February 24, 2009

Operating Communities Action Plan — Item #4, How to Create a Powerful Web Site

By Janel Wait  |  GlynnDevins  |  8:40 am

We know that seniors and their adult children are visiting your web site, so I would encourage you to make your web site the very best it can be — a powerful web site is a 24/7 opportunity to reach your prospects.

For an operational community, here are 10 powerful web site tips:

  1. Your web site is often the first impression a prospect or adult child will have of your community. Web sites need to bring your community to life so prospects are intrigued enough to want to come and visit your community. In the past, communities were worried about “giving too much away” via the web; however, today people expect to be able to gather sufficient information via the web before they will call, email, fill out a form or visit your community. Make sure their first impression is solid enough to keep them from dismissing you after visiting your site.
  2. Web sites are living, breathing organisms. It is incredibly important to feed your site with new content, promotions and any other content, photos or graphics that might be appealing to your web site visitors. The days of building a web site and leaving it on the shelf are over.
  3. Make sure your site converts! Many of our communities experience 20% of initial inquiries via the web. If you get a prospect to your site, make sure you incorporate promotional call-outs, forms for prospects to provide information, easy-to-find phone numbers and more, so you don’t miss out on a web lead because your site doesn’t ask a prospect to input contact information.
  4. Optimize your web site for search engines. Don’t just purchase paid placement, but also optimize your web site for natural search by incorporating appropriate keywords in the copy, including title tags and much more. Smart natural optimization will put your site at the top of the search engines’ list, which will provide you with many more opportunities to get your message in front of prospects.
  5. This goes without saying for the industry we are in, but make sure to optimize your web site for the 65+ prospect.
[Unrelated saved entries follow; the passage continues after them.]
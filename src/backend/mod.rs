//! Abstract AI backend consumed by the execution engine.
//!
//! The engine treats a run purely as a typed event stream with five
//! shapes: content deltas, tool invocations, tool results, a definitive
//! success marker, and a definitive error marker. Faults thrown by the
//! stream itself arrive as `Err` items (or as an unexpected channel
//! close) and are handled identically to the error marker.

pub mod codec;
pub mod process;

use std::future::Future;
use std::pin::Pin;

use serde_json::Value;
use tokio::sync::mpsc;
use tokio_util::sync::CancellationToken;

use crate::models::queue::PromptOptions;
use crate::Result;

/// One typed event produced by a backend run.
#[derive(Debug, Clone, PartialEq)]
pub enum BackendEvent {
    /// Content delta.
    Content {
        /// Fragment text.
        text: String,
    },
    /// Tool invocation.
    ToolCall {
        /// Tool name.
        name: String,
        /// Tool input payload.
        input: Value,
    },
    /// Tool result.
    ToolResult {
        /// Tool name.
        name: String,
        /// Tool output payload.
        output: Value,
    },
    /// Definitive success marker carrying summary metadata.
    Completed {
        /// Optional run summary supplied by the backend.
        summary: Option<String>,
    },
    /// Definitive error marker with a user-facing message.
    Failed {
        /// Backend-authored failure message, safe to show observers.
        message: String,
    },
}

/// Per-run event stream handed to the execution engine.
///
/// `Err` items are stream faults; the channel closing before a terminal
/// marker is also a fault.
pub type EventStream = mpsc::Receiver<Result<BackendEvent>>;

/// Abstract streaming event source for one run of a prompt.
///
/// Implementations own the backend connection for the duration of the
/// run. The cancellation token is signalled when the user cancels; the
/// implementation should stop producing and release its resources, though
/// the engine does not depend on it doing so promptly.
pub trait AgentBackend: Send + Sync {
    /// Start one run and return its event stream.
    ///
    /// # Errors
    ///
    /// Returns [`AppError::Backend`](crate::AppError::Backend) when the run
    /// cannot be started at all (e.g. process spawn failure). Failures after
    /// a successful start arrive through the stream instead.
    fn start_run(
        &self,
        session_id: &str,
        prompt: &str,
        options: &PromptOptions,
        cancel: CancellationToken,
    ) -> Pin<Box<dyn Future<Output = Result<EventStream>> + Send + '_>>;
}
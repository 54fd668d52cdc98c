//! Global configuration parsing and validation.

use std::path::PathBuf;
use std::time::Duration;

use serde::Deserialize;

use crate::{AppError, Result};

/// Backend process configuration: which host CLI executes each run.
#[derive(Debug, Clone, Deserialize, PartialEq, Eq)]
#[serde(rename_all = "snake_case")]
pub struct BackendConfig {
    /// Host CLI binary spawned once per run (e.g. `claude`).
    pub host_cli: String,
    /// Default arguments passed to the host CLI before the prompt.
    #[serde(default)]
    pub host_cli_args: Vec<String>,
    /// Working directory for the spawned process.
    #[serde(default = "default_workspace_root")]
    pub workspace_root: PathBuf,
    /// Seconds to wait for the process's first stdout line before killing it.
    #[serde(default = "default_startup_timeout_seconds")]
    pub startup_timeout_seconds: u64,
}

fn default_workspace_root() -> PathBuf {
    PathBuf::from(".")
}

fn default_startup_timeout_seconds() -> u64 {
    30
}

impl BackendConfig {
    /// Startup timeout as a [`Duration`].
    #[must_use]
    pub fn startup_timeout(&self) -> Duration {
        Duration::from_secs(self.startup_timeout_seconds)
    }
}

/// Top-level configuration loaded from the TOML file passed via `--config`.
#[derive(Debug, Clone, Deserialize, PartialEq, Eq)]
#[serde(rename_all = "snake_case")]
pub struct GlobalConfig {
    /// IPC socket / named-pipe name observers connect to.
    #[serde(default = "default_ipc_name")]
    pub ipc_name: String,
    /// Backend process settings.
    pub backend: BackendConfig,
}

fn default_ipc_name() -> String {
    "session-conductor".into()
}

impl GlobalConfig {
    /// Parse and validate a configuration from TOML text.
    ///
    /// # Errors
    ///
    /// Returns [`AppError::Config`] when the TOML is malformed or a field
    /// fails validation.
    pub fn from_toml_str(text: &str) -> Result<Self> {
        let config: Self = toml::from_str(text)?;
        config.validate()?;
        Ok(config)
    }

    /// Validate field-level constraints not expressible in serde.
    ///
    /// # Errors
    ///
    /// Returns [`AppError::Config`] naming the offending field.
    pub fn validate(&self) -> Result<()> {
        if self.ipc_name.trim().is_empty() {
            return Err(AppError::Config("ipc_name must not be empty".into()));
        }
        if self.backend.host_cli.trim().is_empty() {
            return Err(AppError::Config("backend.host_cli must not be empty".into()));
        }
        if self.backend.startup_timeout_seconds == 0 {
            return Err(AppError::Config(
                "backend.startup_timeout_seconds must be at least 1".into(),
            ));
        }
        Ok(())
    }
}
Give users the ability to increase the text size, choose colors that work well together, include simple navigation and more.
  6. Interactivity is key. Include interesting, sticky interactive components to your web site to encourage users to spend more time on your site. Include calls to action to these interactive components in your offline materials. Don’t just list your URL; instead, give prospects who receive a direct mail piece a reason to go to your web site to learn more about your community. For example, tell them they can go to your web site to view a video, virtual tour, floor plans, etc.
  7. Be sure to capture email addresses in simple forms on your web site. Seniors use email, and mining a substantial email database will allow for you to cost-efficiently sell, build relationships and provide information about your community via email in the future.
  8. Start incorporating social networking principles into your web site. Start by adding a blog to your site, linking to a video posted on YouTube, and giving users ways to interact with you and/or your interesting, unique residents.
  9. And, speaking of video…don’t miss the chance to add video to your site. Video helps bring your community to life, builds credibility and can create trust if used to convey community messages and strengths. For example, if you have a doctor on staff, shoot a short video of the doctor talking about his/her commitment to your residents.
  10. Testimonials are very powerful. Include text if your budget doesn’t allow for video. If you can afford video, shoot a few short segments and include some of the following: residents, adult children, caregivers, the executive director and anyone else who helps make your community shine!

Please keep in mind that if you can start with one of these, you’re on the right track. I know you can’t do everything at once, but I usually recommend that we phase in as much as makes sense for our clients and put a plan together for what we want our web sites to achieve. So over time and via a phased approach, we can arrive at a place where everyone feels good about a web site that works hard for them.